Более интересны случаи, когда профессиональное и жизненное не совпадают, когда писатель ведет жизнь не писателя, а помещика и пророка (Лев Толстой), или заключенного (Александр Солженицын), или клерка, служащего (Томас Элиот, Стивенс), или монаха (Джералд Хопкинс). Как вернее сказать: монах Мендель прожил жизнь ученого-генетика или ученый-генетик Мендель прожил жизнь монаха? Что считать субъектом, а что предикатом жизни? Зависит ли это от того, какая роль была усвоена раньше: монах ли стал заниматься наукой или ученый ушел в монахи? Тогда первая идентичность, очевидно, выступит в роли субъекта, а вторая – предиката.
* * *
Еще один вопрос возникает из соотношения жизни и живущего: всегда ли их свойства совпадают? Может ли умному человеку выпасть глупая жизнь? Кажется, в жизни Пушкина было много бездумного и бессмысленного, включая роковую дуэль, хотя сам ее автор был вполне умен.
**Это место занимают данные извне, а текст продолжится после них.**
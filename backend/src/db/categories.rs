//! Category database repository

use anyhow::Result;
use sqlx::{Sqlite, SqliteConnection, SqlitePool};

/// Category record from database
#[derive(Debug, Clone, PartialEq, Eq, sqlx::FromRow)]
pub struct CategoryRecord {
    pub id: i64,
    pub name: String,
}

pub struct CategoryRepository {
    pool: SqlitePool,
}

impl CategoryRepository {
    pub fn new(pool: SqlitePool) -> Self {
        Self { pool }
    }

    /// Get all categories in creation order
    pub async fn list_all(&self) -> Result<Vec<CategoryRecord>> {
        let records =
            sqlx::query_as::<_, CategoryRecord>("SELECT id, name FROM categories ORDER BY id")
                .fetch_all(&self.pool)
                .await?;

        Ok(records)
    }

    /// Get a category by ID
    pub async fn get_by_id(&self, id: i64) -> Result<Option<CategoryRecord>> {
        let record =
            sqlx::query_as::<_, CategoryRecord>("SELECT id, name FROM categories WHERE id = ?")
                .bind(id)
                .fetch_optional(&self.pool)
                .await?;

        Ok(record)
    }

    /// Get every category whose id is in `ids` (batch loading)
    pub async fn get_by_ids(&self, ids: &[i64]) -> Result<Vec<CategoryRecord>> {
        if ids.is_empty() {
            return Ok(Vec::new());
        }

        let mut qb =
            sqlx::QueryBuilder::<Sqlite>::new("SELECT id, name FROM categories WHERE id IN (");
        let mut separated = qb.separated(", ");
        for id in ids {
            separated.push_bind(*id);
        }
        separated.push_unseparated(")");

        let records = qb
            .build_query_as::<CategoryRecord>()
            .fetch_all(&self.pool)
            .await?;

        Ok(records)
    }

    /// Create a category. Fails with a unique violation on a duplicate name.
    pub async fn create(&self, name: &str) -> Result<CategoryRecord> {
        let record = sqlx::query_as::<_, CategoryRecord>(
            "INSERT INTO categories (name) VALUES (?) RETURNING id, name",
        )
        .bind(name)
        .fetch_one(&self.pool)
        .await?;

        Ok(record)
    }

    /// Rename a category. Returns `None` if it does not exist.
    pub async fn rename(&self, id: i64, name: &str) -> Result<Option<CategoryRecord>> {
        let record = sqlx::query_as::<_, CategoryRecord>(
            "UPDATE categories SET name = ? WHERE id = ? RETURNING id, name",
        )
        .bind(name)
        .bind(id)
        .fetch_optional(&self.pool)
        .await?;

        Ok(record)
    }

    /// Check that a category exists inside an open transaction
    pub async fn exists_in(conn: &mut SqliteConnection, id: i64) -> Result<bool> {
        let found: Option<i64> = sqlx::query_scalar("SELECT id FROM categories WHERE id = ?")
            .bind(id)
            .fetch_optional(&mut *conn)
            .await?;

        Ok(found.is_some())
    }

    /// Delete a category inside an open transaction
    pub async fn delete_in(conn: &mut SqliteConnection, id: i64) -> Result<bool> {
        let result = sqlx::query("DELETE FROM categories WHERE id = ?")
            .bind(id)
            .execute(&mut *conn)
            .await?;

        Ok(result.rows_affected() > 0)
    }
}

#[cfg(test)]
mod tests {
    use crate::db::{Database, is_unique_violation};

    #[tokio::test]
    async fn test_create_rename_and_list() {
        let db = Database::connect_in_memory().await.unwrap();
        let categories = db.categories();

        let car = categories.create("Car").await.unwrap();
        let ship = categories.create("Ship").await.unwrap();

        let renamed = categories.rename(car.id, "Vehicle").await.unwrap().unwrap();
        assert_eq!(renamed.name, "Vehicle");
        assert!(categories.rename(999, "Nothing").await.unwrap().is_none());

        let names: Vec<String> = categories
            .list_all()
            .await
            .unwrap()
            .into_iter()
            .map(|c| c.name)
            .collect();
        assert_eq!(names, vec!["Vehicle", "Ship"]);

        let batch = categories.get_by_ids(&[ship.id, 42]).await.unwrap();
        assert_eq!(batch, vec![ship]);
        assert!(categories.get_by_ids(&[]).await.unwrap().is_empty());
    }

    #[tokio::test]
    async fn test_duplicate_name_is_unique_violation() {
        let db = Database::connect_in_memory().await.unwrap();
        let categories = db.categories();

        categories.create("Car").await.unwrap();
        let other = categories.create("Ship").await.unwrap();

        assert!(is_unique_violation(&categories.create("Car").await.unwrap_err()));
        assert!(is_unique_violation(
            &categories.rename(other.id, "Car").await.unwrap_err()
        ));
    }
}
Но живущий порой бывает не столько автором, сколько персонажем своей жизни, а ведь известно, что у умных авторов порой встречаются глупые персонажи. Жизнь бывает умнее и смелее живущего – или глупее и боязливее. Может ли быть трусливой жизнь смельчака? Многие сталинские полководцы, соколы и ястребы военных битв, в мирной жизни порой напоминали трепещущих сов.
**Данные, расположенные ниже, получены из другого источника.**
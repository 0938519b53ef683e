//! Application configuration management

use std::env;
use std::path::PathBuf;

use anyhow::{Context, Result};
use base64::Engine;

/// Application configuration loaded from environment variables
#[derive(Debug, Clone)]
pub struct Config {
    /// Server port
    pub port: u16,

    /// Allowed CORS origin. Any origin is allowed when unset.
    pub cors_origin: Option<String>,

    /// SQLite database path or `sqlite:` URL
    pub database_url: String,

    /// JWT secret for signing and verifying access tokens
    pub jwt_secret: String,

    /// Access token lifetime in seconds
    pub access_token_lifetime: i64,

    /// Bcrypt cost factor
    pub bcrypt_cost: u32,

    /// Directory holding uploaded 3D model files
    pub model_file_dir: PathBuf,

    /// Directory holding uploaded cover images
    pub cover_file_dir: PathBuf,

    /// Page size for work and favorite listings
    pub works_per_page: i64,

    /// Base URL the `demo` command downloads sample models and covers from
    pub demo_asset_url: String,
}

impl Config {
    /// Load configuration from environment variables
    pub fn from_env() -> Result<Self> {
        let database_url = env::var("DATABASE_PATH")
            .or_else(|_| env::var("DATABASE_URL"))
            .unwrap_or_else(|_| "./data/showcase.db".to_string());

        // In production JWT_SECRET should be set explicitly; tokens signed with a
        // generated secret do not survive a restart.
        let jwt_secret = match env::var("JWT_SECRET") {
            Ok(secret) if !secret.trim().is_empty() => secret.trim().to_string(),
            _ => {
                tracing::warn!("JWT_SECRET not set; generating an ephemeral development secret");
                generate_secret()
            }
        };

        Ok(Self {
            port: env::var("PORT")
                .unwrap_or_else(|_| "4000".to_string())
                .parse()
                .context("Invalid PORT")?,

            cors_origin: env::var("CORS_ORIGIN").ok().filter(|s| !s.is_empty()),

            database_url,

            jwt_secret,

            access_token_lifetime: env::var("ACCESS_TOKEN_LIFETIME")
                .unwrap_or_else(|_| "900".to_string())
                .parse()
                .context("Invalid ACCESS_TOKEN_LIFETIME")?,

            bcrypt_cost: parse_bcrypt_cost(env::var("BCRYPT_COST").ok().as_deref())?,

            model_file_dir: env::var("MODEL_FILE_DIR")
                .unwrap_or_else(|_| "./data/uploaded/models".to_string())
                .into(),

            cover_file_dir: env::var("COVER_FILE_DIR")
                .unwrap_or_else(|_| "./data/uploaded/covers".to_string())
                .into(),

            works_per_page: parse_page_size(env::var("WORKS_PER_PAGE").ok().as_deref())?,

            demo_asset_url: env::var("DEMO_ASSET_URL")
                .ok()
                .filter(|s| !s.is_empty())
                .unwrap_or_else(|| crate::services::demo::SAMPLE_MODELS_URL.to_string()),
        })
    }
}

/// Page size for listings; defaults to 10 and must be at least 1
fn parse_page_size(value: Option<&str>) -> Result<i64> {
    let size: i64 = value
        .unwrap_or("10")
        .parse()
        .context("Invalid WORKS_PER_PAGE")?;
    anyhow::ensure!(size >= 1, "WORKS_PER_PAGE must be at least 1, got {}", size);
    Ok(size)
}

/// Bcrypt cost; defaults to 12 and must lie in the range bcrypt accepts
fn parse_bcrypt_cost(value: Option<&str>) -> Result<u32> {
    let cost: u32 = value
        .unwrap_or("12")
        .parse()
        .context("Invalid BCRYPT_COST")?;
    anyhow::ensure!(
        (4..=31).contains(&cost),
        "BCRYPT_COST must be between 4 and 31, got {}",
        cost
    );
    Ok(cost)
}

fn generate_secret() -> String {
    let mut bytes = [0u8; 32];
    rand::RngCore::fill_bytes(&mut rand::thread_rng(), &mut bytes);
    base64::engine::general_purpose::STANDARD.encode(bytes)
}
Спи! У истории русской страницы
хватит для тех, кто в пехотном строю
смело входили в чужие столицы,
но возвращались в страхе в свою.
Иосиф Бродский «На смерть Жукова»
Но можно ли вообще применять к жизни свойства живущего или умным и глупым, смелым и трусливым бывает только он сам? Нельзя исключить, что эти свойства переносимы с живущего на жизнь и обратно, но отсюда не следует, что они всегда совпадают. Ведь жизнь только частично зависит от живущего, а еще – от времени и места, от близких и дальних, от случая и судьбы… Как связан характер человека с жанром его жизни, какими законами управляется эта связь и почему они могут так сильно разниться? Выдающийся человек может прожить вполне заурядную жизнь (приходят на ум Чаадаев, Фет и Гончаров). Но может ли, наоборот, заурядный человек, как, например, Брежнев, прожить великую жизнь? Это более сомнительно, здесь нет симметрии. Жизнь – это взаимодействие человека и обстоятельств, которые, как правило, мельче и пошлее живущего. Поэтому яркий человек проживает тусклую жизнь чаще, чем тусклый – яркую. Романтик и авантюрист в душе чаще ведет жизнь обывателя, чем обыватель в душе – жизнь романтика. Но бывает и так, что очень обыкновенный человек попадает в исторические обстоятельства, которые возносят его на необыкновенную высоту. Так выпало на долю почти всем прославленным деятелям сталинского круга, именами которых были названы улицы и города – Молотов, Каганович, Жданов, Ворошилов...
Можно представить себе тусклую жизнь яркого человека и яркую – тусклого, жестокую жизнь добряка, добрую – грешника, грустную – весельчака, трагическую жизнь комика или комическую – трагика. Такими перевертышами и оксюморонами богаты жизненные жанры. Так что нужно быть осторожнее с определением жизни как плагиата. Жизнь человека может отличаться от него самого даже больше, чем он сам – от других людей.